=== ACTIVITY ===
Locate the line that contains "pub fn fail(&mut" in the entries below, then repeat it and every following line through the line that contains "let delay = match", exactly, and no others.

□ □ □

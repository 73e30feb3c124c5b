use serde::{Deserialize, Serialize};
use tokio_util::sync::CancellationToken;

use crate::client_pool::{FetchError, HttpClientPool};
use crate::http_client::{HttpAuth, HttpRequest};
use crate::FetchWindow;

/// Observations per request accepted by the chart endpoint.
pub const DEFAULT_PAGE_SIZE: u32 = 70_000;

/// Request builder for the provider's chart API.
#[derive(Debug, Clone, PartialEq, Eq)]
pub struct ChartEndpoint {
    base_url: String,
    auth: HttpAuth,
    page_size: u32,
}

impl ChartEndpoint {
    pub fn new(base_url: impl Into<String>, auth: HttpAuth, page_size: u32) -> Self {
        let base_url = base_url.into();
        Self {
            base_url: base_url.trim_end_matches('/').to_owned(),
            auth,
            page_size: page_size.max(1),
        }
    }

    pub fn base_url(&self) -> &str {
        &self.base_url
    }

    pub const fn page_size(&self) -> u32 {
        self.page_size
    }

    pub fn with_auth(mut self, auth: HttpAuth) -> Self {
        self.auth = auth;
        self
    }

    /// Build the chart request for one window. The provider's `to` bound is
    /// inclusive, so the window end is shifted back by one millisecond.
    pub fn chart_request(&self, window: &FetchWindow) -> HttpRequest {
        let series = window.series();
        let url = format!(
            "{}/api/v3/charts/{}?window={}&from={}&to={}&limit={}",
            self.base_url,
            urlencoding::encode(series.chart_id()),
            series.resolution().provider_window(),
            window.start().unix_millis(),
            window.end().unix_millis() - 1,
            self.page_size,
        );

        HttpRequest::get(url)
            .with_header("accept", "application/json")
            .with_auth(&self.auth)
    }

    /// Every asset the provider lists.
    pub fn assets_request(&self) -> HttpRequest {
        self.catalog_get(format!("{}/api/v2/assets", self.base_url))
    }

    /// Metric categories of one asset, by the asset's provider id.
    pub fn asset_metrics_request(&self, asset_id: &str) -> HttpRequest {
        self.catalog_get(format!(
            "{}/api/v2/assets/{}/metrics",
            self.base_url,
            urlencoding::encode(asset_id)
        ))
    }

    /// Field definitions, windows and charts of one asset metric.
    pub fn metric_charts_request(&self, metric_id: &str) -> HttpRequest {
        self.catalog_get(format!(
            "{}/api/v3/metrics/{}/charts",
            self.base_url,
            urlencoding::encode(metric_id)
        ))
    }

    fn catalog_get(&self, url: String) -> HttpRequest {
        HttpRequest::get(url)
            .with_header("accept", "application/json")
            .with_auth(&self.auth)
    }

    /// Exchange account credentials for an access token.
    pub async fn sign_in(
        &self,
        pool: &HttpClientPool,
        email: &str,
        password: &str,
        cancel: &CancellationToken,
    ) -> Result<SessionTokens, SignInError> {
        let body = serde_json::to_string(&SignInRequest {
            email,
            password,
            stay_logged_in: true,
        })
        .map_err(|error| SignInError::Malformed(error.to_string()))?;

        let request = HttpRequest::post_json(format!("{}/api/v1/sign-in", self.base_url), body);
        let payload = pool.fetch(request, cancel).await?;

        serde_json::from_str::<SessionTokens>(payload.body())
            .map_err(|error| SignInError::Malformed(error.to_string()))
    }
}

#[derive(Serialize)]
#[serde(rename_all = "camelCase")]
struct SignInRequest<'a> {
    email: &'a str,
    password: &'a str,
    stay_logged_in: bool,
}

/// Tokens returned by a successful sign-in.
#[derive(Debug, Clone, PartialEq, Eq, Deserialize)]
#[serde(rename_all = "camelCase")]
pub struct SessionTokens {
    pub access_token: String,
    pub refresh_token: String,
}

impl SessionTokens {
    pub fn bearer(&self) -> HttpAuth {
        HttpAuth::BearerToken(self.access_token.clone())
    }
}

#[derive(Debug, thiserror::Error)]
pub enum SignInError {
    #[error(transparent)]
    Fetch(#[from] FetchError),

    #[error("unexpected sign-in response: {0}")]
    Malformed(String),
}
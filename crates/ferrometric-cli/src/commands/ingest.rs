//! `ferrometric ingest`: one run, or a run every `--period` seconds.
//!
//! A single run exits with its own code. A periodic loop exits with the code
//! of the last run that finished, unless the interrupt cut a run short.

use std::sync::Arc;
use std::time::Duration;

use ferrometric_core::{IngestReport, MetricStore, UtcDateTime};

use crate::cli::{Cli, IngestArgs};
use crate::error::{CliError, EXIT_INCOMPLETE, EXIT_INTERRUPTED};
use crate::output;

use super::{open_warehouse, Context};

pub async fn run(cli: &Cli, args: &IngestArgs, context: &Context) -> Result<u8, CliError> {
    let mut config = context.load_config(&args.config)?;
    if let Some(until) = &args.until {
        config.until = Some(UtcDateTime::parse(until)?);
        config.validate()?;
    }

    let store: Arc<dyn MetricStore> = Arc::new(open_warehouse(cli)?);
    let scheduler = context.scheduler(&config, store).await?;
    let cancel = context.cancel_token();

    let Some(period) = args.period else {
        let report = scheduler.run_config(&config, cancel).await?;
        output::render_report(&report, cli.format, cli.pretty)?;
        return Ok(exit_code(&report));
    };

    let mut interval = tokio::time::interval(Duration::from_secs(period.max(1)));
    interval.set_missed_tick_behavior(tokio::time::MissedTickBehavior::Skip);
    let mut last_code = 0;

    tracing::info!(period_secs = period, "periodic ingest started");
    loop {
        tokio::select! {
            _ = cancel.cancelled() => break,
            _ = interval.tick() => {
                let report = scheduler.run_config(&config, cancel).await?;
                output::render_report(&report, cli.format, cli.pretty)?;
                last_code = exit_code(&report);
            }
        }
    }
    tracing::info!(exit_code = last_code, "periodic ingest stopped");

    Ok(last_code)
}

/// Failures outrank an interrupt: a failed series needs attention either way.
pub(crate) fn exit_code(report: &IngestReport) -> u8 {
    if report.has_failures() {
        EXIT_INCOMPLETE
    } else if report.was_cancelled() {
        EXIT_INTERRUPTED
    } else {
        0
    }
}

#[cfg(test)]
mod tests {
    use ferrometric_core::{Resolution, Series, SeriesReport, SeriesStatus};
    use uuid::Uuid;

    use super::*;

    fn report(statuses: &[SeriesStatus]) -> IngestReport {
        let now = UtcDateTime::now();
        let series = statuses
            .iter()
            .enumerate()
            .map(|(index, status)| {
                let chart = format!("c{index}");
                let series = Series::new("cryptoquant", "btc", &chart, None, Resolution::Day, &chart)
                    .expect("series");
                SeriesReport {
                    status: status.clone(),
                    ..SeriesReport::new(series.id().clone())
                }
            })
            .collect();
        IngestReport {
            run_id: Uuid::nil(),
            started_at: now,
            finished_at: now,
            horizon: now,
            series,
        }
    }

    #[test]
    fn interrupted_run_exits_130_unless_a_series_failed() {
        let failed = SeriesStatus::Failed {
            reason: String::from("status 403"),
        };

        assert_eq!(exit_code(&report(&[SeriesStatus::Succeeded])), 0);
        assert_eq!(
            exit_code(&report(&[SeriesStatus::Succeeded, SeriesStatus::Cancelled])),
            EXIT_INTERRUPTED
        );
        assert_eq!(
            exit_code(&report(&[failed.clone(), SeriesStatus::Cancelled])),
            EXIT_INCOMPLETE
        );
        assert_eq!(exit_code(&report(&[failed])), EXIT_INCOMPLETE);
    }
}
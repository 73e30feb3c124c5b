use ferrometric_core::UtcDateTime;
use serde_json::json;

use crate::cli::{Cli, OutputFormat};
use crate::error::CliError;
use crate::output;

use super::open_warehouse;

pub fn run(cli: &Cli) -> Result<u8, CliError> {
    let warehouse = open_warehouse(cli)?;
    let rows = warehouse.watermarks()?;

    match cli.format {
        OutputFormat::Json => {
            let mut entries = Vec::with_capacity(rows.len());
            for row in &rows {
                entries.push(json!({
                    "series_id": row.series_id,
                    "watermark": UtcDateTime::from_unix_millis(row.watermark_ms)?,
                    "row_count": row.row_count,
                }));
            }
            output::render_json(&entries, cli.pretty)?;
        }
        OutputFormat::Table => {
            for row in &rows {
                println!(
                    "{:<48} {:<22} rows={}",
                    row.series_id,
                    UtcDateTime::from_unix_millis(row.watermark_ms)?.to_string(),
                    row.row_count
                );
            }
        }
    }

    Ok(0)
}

□ □ □

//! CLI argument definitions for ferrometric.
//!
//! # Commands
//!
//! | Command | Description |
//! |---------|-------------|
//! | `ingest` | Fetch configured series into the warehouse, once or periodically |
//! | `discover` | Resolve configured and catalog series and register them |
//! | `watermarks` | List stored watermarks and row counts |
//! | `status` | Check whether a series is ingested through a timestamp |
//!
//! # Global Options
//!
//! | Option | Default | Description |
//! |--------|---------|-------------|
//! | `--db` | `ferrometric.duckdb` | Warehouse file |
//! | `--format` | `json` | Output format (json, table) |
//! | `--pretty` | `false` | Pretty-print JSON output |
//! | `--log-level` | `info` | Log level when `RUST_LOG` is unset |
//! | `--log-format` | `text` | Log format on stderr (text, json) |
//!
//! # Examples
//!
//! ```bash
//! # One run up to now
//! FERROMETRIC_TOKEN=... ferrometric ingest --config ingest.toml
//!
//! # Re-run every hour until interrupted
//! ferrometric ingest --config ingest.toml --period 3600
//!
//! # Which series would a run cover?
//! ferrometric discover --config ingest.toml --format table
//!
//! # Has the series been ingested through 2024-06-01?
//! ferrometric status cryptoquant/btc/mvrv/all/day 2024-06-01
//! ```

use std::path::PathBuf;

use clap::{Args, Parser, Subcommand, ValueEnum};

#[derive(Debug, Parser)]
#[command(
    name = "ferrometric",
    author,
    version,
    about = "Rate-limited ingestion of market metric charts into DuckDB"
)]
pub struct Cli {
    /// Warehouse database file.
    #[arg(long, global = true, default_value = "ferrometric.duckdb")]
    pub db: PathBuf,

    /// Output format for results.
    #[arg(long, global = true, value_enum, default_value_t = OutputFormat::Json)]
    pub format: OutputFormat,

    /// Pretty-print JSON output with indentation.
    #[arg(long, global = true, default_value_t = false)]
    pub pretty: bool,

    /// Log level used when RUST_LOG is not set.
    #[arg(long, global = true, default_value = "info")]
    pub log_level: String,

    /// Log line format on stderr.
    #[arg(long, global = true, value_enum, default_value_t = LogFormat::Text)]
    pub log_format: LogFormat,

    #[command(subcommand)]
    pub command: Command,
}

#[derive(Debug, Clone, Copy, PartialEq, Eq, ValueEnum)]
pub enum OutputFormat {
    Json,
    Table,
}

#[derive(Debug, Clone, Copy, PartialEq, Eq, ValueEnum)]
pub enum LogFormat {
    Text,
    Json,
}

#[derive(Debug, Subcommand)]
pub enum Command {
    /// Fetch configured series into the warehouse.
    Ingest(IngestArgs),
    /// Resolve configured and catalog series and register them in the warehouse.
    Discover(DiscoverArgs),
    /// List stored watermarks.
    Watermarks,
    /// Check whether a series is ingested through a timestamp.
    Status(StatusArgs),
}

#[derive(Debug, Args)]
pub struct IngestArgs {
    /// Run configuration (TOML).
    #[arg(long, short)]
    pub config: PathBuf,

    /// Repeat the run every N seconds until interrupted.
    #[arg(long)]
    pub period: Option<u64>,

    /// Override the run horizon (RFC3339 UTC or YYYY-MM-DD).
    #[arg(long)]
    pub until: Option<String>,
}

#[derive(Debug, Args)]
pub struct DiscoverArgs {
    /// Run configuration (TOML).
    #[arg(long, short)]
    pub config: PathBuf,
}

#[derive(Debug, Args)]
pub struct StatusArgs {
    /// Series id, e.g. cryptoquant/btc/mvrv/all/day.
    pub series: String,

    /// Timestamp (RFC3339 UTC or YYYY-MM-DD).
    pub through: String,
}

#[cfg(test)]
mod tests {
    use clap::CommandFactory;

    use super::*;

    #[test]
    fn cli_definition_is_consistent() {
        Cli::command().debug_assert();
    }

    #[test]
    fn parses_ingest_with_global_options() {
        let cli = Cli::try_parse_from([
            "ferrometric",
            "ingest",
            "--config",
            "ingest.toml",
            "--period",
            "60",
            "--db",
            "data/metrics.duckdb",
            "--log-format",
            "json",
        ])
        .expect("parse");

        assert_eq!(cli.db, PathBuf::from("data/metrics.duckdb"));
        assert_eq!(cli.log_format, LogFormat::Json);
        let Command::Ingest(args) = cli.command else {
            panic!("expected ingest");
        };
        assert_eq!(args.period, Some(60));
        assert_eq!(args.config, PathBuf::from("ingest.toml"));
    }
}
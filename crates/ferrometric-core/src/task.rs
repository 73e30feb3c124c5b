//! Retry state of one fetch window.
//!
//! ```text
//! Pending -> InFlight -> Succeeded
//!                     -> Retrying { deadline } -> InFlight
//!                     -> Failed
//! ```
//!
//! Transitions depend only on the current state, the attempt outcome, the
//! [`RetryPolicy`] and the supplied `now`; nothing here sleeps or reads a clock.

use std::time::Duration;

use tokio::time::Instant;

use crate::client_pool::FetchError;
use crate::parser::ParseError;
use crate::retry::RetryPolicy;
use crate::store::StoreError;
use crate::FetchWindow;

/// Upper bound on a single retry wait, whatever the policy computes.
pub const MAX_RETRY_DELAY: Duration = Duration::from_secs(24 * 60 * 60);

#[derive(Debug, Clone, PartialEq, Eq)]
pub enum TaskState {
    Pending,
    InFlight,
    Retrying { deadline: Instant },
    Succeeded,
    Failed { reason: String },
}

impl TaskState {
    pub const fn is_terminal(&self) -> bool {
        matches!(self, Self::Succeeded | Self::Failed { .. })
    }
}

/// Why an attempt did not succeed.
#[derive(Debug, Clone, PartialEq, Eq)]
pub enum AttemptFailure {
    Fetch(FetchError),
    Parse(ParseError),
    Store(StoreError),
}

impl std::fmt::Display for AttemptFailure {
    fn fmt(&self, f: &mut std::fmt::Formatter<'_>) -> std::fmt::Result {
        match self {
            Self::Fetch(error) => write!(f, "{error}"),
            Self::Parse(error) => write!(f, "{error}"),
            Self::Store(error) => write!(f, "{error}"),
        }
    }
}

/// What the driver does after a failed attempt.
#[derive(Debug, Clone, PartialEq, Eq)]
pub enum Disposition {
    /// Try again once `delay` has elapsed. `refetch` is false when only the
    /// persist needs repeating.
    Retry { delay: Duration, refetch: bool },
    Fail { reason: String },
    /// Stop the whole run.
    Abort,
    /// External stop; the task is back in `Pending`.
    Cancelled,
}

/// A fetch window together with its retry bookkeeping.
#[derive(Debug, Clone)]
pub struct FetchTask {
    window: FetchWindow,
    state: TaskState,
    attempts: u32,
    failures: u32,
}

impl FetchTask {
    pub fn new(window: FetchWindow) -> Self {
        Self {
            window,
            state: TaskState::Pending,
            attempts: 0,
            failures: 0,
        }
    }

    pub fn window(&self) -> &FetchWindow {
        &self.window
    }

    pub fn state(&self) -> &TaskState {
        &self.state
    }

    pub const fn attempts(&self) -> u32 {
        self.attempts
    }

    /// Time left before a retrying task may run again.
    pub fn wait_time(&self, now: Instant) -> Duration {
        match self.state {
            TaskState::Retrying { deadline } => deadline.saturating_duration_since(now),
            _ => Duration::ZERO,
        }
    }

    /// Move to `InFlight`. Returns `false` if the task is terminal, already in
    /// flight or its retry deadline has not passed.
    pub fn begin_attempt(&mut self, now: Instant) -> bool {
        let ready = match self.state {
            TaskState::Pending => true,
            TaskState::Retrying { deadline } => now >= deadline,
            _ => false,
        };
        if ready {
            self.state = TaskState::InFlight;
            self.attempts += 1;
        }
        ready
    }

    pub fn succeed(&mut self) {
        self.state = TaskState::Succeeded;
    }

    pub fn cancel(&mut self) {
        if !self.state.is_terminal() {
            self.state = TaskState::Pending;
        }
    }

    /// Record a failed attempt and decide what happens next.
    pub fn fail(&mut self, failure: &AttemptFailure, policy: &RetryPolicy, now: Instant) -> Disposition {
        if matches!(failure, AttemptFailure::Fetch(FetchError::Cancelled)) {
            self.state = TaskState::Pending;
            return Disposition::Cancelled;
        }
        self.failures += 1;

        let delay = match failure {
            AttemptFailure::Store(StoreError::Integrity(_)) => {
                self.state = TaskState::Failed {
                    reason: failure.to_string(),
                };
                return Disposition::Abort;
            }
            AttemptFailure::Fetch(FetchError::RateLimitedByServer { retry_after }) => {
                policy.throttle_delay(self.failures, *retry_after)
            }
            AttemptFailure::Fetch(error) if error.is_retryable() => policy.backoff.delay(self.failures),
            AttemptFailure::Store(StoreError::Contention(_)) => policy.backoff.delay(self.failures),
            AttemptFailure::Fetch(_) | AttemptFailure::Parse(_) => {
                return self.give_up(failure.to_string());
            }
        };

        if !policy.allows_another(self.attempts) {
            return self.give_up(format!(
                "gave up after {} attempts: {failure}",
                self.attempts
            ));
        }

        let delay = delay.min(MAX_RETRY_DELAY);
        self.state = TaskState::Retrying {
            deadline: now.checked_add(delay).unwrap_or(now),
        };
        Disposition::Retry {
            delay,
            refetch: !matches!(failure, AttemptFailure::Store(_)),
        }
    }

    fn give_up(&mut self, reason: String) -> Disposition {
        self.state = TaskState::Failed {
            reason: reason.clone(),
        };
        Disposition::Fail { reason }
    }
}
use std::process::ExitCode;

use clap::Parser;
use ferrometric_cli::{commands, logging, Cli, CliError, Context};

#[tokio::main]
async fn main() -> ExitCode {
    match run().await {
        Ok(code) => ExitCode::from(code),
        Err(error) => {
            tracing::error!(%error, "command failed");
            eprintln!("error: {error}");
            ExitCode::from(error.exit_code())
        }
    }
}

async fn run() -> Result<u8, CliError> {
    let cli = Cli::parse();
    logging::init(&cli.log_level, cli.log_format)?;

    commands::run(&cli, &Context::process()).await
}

□ □ □

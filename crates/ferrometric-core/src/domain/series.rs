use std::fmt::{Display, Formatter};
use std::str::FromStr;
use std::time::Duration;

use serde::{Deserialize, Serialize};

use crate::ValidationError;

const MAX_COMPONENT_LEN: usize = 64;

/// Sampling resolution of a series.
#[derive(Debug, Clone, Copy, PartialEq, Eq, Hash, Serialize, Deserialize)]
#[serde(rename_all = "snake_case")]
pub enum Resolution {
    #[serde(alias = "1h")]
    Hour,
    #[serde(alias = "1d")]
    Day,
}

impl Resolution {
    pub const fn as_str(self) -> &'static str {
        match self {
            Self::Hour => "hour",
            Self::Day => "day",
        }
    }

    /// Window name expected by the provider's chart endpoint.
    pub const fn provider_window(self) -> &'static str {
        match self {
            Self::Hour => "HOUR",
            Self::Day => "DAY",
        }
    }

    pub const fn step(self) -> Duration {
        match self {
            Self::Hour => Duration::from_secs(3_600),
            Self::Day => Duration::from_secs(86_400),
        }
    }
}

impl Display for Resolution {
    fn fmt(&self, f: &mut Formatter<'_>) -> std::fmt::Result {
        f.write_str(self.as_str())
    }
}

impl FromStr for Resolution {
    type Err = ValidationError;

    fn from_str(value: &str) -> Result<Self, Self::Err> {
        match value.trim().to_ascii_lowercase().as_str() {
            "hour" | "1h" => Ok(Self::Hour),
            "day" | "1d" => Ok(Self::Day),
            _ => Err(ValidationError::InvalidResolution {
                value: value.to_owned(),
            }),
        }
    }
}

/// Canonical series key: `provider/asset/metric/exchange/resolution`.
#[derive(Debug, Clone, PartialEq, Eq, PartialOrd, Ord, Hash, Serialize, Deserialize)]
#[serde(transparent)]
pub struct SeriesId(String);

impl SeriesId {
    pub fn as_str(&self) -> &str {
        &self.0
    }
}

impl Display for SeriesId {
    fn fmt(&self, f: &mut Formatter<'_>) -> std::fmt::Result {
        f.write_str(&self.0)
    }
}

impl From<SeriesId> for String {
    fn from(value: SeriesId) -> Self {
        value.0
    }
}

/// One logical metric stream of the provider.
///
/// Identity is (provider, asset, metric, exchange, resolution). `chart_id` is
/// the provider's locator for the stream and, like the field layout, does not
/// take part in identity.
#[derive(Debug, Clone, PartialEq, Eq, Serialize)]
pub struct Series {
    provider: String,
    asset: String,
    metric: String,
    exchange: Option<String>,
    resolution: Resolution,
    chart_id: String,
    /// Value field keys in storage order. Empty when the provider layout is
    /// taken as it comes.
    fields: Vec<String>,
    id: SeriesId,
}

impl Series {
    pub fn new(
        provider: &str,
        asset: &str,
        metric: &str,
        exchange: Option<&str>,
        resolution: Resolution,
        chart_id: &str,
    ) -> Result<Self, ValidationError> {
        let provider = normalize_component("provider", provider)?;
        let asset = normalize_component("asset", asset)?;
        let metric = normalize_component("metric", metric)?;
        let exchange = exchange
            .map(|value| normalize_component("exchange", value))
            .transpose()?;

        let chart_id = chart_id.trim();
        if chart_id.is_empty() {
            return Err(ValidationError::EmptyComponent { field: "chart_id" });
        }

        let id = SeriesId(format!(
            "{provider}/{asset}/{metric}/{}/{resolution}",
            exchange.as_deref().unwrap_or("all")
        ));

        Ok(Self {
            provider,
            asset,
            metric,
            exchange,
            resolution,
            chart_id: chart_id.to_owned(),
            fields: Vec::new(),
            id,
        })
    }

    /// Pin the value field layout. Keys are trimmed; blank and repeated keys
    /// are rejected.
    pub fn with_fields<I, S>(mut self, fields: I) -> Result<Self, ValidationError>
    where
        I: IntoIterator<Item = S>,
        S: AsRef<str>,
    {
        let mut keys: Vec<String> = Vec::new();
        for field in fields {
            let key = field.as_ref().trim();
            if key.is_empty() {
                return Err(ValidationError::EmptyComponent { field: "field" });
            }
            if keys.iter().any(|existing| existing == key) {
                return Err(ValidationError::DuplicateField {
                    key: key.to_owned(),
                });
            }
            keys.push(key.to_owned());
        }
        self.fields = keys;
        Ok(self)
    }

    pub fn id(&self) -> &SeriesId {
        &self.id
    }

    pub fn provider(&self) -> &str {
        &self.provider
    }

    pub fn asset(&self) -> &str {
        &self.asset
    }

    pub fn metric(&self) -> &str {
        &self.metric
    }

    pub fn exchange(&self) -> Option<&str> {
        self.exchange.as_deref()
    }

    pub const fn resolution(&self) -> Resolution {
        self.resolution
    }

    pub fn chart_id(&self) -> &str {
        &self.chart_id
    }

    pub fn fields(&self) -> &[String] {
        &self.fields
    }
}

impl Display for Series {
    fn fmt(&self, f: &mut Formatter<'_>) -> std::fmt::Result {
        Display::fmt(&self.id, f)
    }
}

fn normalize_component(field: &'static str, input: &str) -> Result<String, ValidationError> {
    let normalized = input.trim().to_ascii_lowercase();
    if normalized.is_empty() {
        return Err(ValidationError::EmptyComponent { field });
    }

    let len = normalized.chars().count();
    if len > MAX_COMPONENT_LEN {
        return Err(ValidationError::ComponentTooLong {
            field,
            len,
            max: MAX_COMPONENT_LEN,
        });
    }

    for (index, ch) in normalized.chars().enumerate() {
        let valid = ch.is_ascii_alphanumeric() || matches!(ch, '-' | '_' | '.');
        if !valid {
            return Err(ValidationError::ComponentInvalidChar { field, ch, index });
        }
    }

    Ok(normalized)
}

□ □ □

=== TASK OUTPUT ===
    pub fn fail(&mut self, failure: &AttemptFailure, policy: &RetryPolicy, now: Instant) -> Disposition {
        if matches!(failure, AttemptFailure::Fetch(FetchError::Cancelled)) {
            self.state = TaskState::Pending;
            return Disposition::Cancelled;
        }
        self.failures += 1;

        let delay = match failure {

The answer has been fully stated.